WORK ORDER:
Look in the data below for the line that contains "assert_eq!(spectrum.wavelengths_raw.len(), 11);". Copy that line and the remaining lines exactly.

RECORDS PROVIDED:

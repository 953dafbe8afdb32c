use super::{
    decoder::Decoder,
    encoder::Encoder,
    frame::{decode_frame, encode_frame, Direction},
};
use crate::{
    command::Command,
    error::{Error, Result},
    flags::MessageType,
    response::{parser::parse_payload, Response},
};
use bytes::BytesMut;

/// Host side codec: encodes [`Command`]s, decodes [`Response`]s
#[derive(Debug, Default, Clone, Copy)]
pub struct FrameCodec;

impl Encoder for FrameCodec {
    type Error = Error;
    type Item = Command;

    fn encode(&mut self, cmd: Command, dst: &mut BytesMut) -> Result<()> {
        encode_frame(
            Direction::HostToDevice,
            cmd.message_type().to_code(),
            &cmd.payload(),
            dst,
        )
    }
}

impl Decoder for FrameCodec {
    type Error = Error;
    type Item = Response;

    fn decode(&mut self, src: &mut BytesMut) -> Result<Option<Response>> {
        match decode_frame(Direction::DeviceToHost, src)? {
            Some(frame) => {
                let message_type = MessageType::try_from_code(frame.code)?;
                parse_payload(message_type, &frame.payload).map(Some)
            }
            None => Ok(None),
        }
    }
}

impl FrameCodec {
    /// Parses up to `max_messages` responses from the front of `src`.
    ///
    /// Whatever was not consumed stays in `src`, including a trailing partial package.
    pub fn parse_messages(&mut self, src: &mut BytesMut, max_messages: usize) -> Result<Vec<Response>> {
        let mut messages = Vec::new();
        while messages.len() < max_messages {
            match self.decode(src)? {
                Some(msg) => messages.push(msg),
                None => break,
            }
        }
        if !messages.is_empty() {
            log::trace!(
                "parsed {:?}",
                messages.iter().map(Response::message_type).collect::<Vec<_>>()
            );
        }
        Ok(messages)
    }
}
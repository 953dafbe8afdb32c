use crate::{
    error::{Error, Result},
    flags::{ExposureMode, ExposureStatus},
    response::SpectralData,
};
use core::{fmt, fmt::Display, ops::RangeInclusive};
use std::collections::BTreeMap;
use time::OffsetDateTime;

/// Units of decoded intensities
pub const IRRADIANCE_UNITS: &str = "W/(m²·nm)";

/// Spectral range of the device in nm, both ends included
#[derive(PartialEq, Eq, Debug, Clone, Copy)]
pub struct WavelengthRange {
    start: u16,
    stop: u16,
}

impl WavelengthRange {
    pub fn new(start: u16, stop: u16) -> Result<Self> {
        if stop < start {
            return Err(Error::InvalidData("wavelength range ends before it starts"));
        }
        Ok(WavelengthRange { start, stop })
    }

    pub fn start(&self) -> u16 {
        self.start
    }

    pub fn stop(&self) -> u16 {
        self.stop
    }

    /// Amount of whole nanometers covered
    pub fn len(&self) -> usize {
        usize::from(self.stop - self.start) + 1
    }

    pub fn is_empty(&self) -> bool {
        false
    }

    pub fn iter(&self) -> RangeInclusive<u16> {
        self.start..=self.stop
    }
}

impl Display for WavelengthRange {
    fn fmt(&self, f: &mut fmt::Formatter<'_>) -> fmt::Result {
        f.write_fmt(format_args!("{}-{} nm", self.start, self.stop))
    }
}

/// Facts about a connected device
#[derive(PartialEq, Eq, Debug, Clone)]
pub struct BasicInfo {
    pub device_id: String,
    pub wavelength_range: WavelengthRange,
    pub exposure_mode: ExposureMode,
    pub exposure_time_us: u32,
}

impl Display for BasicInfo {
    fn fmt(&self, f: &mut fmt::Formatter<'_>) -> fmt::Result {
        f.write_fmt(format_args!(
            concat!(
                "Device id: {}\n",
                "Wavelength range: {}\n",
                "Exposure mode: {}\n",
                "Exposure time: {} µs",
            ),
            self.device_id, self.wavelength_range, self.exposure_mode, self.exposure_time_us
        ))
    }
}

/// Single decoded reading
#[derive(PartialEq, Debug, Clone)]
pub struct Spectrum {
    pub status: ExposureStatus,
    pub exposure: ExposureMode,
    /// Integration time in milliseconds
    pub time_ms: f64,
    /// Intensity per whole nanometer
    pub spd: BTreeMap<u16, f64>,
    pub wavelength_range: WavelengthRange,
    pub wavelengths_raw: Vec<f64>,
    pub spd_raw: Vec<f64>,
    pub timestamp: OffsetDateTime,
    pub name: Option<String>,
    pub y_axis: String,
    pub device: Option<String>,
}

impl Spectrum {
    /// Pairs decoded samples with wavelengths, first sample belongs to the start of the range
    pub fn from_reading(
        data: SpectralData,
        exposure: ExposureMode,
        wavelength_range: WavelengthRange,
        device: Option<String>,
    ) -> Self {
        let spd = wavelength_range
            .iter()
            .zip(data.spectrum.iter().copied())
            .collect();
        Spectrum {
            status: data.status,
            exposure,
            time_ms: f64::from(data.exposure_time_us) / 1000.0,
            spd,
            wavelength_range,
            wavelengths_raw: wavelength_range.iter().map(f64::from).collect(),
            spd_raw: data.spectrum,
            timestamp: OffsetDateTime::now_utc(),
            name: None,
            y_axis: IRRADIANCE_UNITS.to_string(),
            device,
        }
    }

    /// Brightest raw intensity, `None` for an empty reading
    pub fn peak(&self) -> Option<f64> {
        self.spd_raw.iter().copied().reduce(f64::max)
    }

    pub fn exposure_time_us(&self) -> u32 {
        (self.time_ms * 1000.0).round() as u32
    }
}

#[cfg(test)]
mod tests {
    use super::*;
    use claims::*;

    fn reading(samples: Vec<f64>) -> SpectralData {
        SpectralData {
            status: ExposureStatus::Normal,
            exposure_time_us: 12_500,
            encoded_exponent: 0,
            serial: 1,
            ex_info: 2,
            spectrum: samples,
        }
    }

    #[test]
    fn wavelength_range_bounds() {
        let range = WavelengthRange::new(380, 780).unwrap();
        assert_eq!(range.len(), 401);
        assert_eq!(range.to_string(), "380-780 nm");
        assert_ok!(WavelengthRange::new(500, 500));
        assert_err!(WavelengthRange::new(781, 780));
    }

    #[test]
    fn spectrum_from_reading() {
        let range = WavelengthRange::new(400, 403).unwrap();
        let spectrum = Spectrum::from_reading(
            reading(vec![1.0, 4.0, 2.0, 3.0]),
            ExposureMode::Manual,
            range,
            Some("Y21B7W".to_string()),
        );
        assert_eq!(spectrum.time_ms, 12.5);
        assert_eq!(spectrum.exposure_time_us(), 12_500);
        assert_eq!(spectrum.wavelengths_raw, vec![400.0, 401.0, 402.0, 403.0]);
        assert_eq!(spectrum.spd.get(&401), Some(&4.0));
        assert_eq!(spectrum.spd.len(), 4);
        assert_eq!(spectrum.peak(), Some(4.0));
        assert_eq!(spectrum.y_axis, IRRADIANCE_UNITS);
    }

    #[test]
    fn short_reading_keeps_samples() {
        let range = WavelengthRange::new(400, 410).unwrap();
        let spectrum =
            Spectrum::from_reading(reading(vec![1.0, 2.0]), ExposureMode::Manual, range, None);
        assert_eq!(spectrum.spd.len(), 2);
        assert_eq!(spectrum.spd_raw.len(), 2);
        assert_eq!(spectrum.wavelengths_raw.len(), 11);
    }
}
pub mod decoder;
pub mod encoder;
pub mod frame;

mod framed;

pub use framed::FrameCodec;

EXERCISE RESULT:
        assert_eq!(spectrum.wavelengths_raw.len(), 11);
    }
}
pub mod decoder;
pub mod encoder;
pub mod frame;

mod framed;

pub use framed::FrameCodec;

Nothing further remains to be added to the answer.